**What the task asks**
Quote exactly the lines spanning from the top of the data below to the line that contains "let expected = driver.discretization().step_count;", including both.

[[ Information shown, beginning ]]

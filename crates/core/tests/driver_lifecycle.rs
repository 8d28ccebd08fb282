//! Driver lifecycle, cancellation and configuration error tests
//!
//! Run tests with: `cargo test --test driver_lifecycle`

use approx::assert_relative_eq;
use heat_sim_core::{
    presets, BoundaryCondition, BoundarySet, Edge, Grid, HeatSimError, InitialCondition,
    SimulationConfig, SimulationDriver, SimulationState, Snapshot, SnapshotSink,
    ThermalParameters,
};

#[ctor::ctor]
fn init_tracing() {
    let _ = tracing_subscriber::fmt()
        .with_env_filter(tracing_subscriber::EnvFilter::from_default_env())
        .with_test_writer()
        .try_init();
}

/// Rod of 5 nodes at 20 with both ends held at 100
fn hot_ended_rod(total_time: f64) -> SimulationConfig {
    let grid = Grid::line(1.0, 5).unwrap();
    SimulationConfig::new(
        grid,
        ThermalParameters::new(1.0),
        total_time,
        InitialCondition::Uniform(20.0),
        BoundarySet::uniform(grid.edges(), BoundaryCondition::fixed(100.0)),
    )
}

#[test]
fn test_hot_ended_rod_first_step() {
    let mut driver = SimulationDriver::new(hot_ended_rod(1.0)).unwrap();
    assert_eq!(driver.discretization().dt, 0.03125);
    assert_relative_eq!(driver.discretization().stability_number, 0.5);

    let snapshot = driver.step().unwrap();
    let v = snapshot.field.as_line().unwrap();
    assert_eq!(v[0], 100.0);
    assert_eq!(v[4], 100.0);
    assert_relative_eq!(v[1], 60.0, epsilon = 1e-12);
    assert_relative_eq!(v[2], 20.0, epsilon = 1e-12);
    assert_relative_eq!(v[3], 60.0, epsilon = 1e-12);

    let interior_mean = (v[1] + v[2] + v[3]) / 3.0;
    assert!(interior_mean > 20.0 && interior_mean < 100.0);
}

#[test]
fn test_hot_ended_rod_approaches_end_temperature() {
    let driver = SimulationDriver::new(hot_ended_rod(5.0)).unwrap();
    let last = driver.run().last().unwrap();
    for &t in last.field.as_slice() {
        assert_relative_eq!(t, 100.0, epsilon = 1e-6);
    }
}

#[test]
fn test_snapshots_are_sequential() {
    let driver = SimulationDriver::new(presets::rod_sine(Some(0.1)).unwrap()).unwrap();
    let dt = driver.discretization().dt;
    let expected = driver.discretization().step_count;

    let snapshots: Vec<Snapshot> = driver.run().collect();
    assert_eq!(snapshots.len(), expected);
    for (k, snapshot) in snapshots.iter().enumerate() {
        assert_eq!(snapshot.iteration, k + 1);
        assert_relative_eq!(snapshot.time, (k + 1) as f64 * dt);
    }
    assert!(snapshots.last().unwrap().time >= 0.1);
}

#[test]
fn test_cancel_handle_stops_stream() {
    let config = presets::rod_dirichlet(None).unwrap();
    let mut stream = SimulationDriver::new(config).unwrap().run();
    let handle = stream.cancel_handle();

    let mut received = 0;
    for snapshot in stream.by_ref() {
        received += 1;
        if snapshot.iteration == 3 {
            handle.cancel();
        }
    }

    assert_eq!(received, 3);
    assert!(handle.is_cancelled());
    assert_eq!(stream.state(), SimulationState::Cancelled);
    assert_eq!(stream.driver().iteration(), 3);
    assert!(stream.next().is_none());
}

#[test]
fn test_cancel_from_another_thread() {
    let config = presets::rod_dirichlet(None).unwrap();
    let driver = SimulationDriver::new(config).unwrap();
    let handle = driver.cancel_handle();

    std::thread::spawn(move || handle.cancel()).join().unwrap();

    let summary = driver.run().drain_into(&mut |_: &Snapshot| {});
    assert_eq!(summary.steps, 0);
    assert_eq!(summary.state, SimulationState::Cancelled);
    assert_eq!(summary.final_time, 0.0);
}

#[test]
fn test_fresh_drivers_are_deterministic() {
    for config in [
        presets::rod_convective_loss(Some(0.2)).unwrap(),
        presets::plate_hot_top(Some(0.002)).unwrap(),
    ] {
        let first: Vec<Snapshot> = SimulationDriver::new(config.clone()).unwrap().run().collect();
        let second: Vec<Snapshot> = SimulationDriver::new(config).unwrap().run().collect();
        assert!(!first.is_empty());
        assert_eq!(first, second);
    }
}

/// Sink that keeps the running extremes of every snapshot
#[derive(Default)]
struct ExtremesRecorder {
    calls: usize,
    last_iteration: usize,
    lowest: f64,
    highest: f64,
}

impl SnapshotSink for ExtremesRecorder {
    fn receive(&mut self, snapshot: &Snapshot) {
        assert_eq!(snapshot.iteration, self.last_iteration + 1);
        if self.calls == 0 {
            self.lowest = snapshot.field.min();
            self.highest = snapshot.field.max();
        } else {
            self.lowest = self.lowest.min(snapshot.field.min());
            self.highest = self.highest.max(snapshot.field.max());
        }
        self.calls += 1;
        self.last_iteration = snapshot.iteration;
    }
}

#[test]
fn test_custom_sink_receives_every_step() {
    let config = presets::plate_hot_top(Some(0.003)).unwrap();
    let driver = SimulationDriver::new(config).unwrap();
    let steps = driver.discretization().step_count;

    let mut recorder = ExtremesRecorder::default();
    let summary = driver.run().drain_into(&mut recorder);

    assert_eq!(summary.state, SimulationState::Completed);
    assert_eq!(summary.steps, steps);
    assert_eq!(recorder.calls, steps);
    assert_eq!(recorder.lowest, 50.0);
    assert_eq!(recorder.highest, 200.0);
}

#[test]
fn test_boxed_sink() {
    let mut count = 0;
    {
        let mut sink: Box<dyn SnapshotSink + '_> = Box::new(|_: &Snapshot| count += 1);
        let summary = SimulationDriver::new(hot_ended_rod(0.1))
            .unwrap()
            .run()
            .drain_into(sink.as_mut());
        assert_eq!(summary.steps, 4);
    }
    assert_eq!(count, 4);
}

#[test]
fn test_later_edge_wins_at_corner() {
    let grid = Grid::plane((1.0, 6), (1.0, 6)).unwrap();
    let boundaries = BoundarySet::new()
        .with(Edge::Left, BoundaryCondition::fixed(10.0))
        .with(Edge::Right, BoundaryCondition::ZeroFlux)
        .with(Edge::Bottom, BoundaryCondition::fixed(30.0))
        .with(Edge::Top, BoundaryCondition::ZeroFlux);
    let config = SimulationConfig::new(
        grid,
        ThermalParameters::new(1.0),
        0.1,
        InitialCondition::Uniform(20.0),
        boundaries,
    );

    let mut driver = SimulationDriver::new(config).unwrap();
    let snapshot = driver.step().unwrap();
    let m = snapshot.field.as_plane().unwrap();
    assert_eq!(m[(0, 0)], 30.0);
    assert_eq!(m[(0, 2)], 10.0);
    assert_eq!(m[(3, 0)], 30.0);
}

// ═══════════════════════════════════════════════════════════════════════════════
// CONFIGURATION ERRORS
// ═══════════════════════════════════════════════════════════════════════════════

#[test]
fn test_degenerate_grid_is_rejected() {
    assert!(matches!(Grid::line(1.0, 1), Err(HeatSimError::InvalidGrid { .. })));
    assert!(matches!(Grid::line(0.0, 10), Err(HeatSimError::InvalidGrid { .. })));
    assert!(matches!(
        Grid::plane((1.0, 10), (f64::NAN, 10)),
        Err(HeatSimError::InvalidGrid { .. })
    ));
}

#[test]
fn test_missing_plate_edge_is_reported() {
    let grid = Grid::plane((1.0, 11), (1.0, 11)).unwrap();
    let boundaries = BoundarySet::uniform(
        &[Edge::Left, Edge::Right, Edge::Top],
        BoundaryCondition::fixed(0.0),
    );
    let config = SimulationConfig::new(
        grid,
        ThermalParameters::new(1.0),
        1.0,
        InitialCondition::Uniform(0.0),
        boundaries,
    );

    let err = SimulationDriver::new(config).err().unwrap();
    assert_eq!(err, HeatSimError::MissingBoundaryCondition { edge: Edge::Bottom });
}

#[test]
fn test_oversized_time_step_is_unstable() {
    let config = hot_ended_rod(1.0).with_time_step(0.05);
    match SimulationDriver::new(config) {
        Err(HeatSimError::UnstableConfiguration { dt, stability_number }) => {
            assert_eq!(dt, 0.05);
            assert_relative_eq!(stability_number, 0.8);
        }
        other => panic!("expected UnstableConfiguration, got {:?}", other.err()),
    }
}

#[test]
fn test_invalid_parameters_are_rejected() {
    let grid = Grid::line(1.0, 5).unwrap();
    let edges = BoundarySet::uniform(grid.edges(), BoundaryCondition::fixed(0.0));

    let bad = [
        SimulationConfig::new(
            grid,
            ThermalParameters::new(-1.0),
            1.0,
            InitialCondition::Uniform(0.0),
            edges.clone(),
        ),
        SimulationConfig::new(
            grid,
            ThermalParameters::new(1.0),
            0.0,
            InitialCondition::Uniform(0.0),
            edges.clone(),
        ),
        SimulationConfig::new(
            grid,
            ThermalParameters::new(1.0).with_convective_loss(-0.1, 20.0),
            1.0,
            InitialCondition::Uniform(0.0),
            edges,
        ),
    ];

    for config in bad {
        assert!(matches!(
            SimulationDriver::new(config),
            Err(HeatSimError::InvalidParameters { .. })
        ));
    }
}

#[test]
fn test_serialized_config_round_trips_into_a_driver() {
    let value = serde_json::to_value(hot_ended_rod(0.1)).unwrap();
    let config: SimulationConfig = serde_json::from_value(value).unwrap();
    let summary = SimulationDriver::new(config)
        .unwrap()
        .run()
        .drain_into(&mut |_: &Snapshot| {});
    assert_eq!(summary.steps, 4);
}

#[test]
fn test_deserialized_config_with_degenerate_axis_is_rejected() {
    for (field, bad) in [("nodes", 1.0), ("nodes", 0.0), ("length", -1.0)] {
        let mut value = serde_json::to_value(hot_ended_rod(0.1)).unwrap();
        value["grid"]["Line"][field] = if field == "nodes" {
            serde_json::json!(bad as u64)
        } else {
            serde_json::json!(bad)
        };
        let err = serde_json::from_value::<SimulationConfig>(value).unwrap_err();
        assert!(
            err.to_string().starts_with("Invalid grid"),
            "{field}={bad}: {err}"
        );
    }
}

[[ Information shown, end ]]

**Response area**
filename crates/core/tests/driver_lifecycle.rs
repository 8d28ccebd08fb282
//! Driver lifecycle, cancellation and configuration error tests
//!
//! Run tests with: `cargo test --test driver_lifecycle`

use approx::assert_relative_eq;
use heat_sim_core::{
    presets, BoundaryCondition, BoundarySet, Edge, Grid, HeatSimError, InitialCondition,
    SimulationConfig, SimulationDriver, SimulationState, Snapshot, SnapshotSink,
    ThermalParameters,
};

#[ctor::ctor]
fn init_tracing() {
    let _ = tracing_subscriber::fmt()
        .with_env_filter(tracing_subscriber::EnvFilter::from_default_env())
        .with_test_writer()
        .try_init();
}

/// Rod of 5 nodes at 20 with both ends held at 100
fn hot_ended_rod(total_time: f64) -> SimulationConfig {
    let grid = Grid::line(1.0, 5).unwrap();
    SimulationConfig::new(
        grid,
        ThermalParameters::new(1.0),
        total_time,
        InitialCondition::Uniform(20.0),
        BoundarySet::uniform(grid.edges(), BoundaryCondition::fixed(100.0)),
    )
}

#[test]
fn test_hot_ended_rod_first_step() {
    let mut driver = SimulationDriver::new(hot_ended_rod(1.0)).unwrap();
    assert_eq!(driver.discretization().dt, 0.03125);
    assert_relative_eq!(driver.discretization().stability_number, 0.5);

    let snapshot = driver.step().unwrap();
    let v = snapshot.field.as_line().unwrap();
    assert_eq!(v[0], 100.0);
    assert_eq!(v[4], 100.0);
    assert_relative_eq!(v[1], 60.0, epsilon = 1e-12);
    assert_relative_eq!(v[2], 20.0, epsilon = 1e-12);
    assert_relative_eq!(v[3], 60.0, epsilon = 1e-12);

    let interior_mean = (v[1] + v[2] + v[3]) / 3.0;
    assert!(interior_mean > 20.0 && interior_mean < 100.0);
}

#[test]
fn test_hot_ended_rod_approaches_end_temperature() {
    let driver = SimulationDriver::new(hot_ended_rod(5.0)).unwrap();
    let last = driver.run().last().unwrap();
    for &t in last.field.as_slice() {
        assert_relative_eq!(t, 100.0, epsilon = 1e-6);
    }
}

#[test]
fn test_snapshots_are_sequential() {
    let driver = SimulationDriver::new(presets::rod_sine(Some(0.1)).unwrap()).unwrap();
    let dt = driver.discretization().dt;
    let expected = driver.discretization().step_count;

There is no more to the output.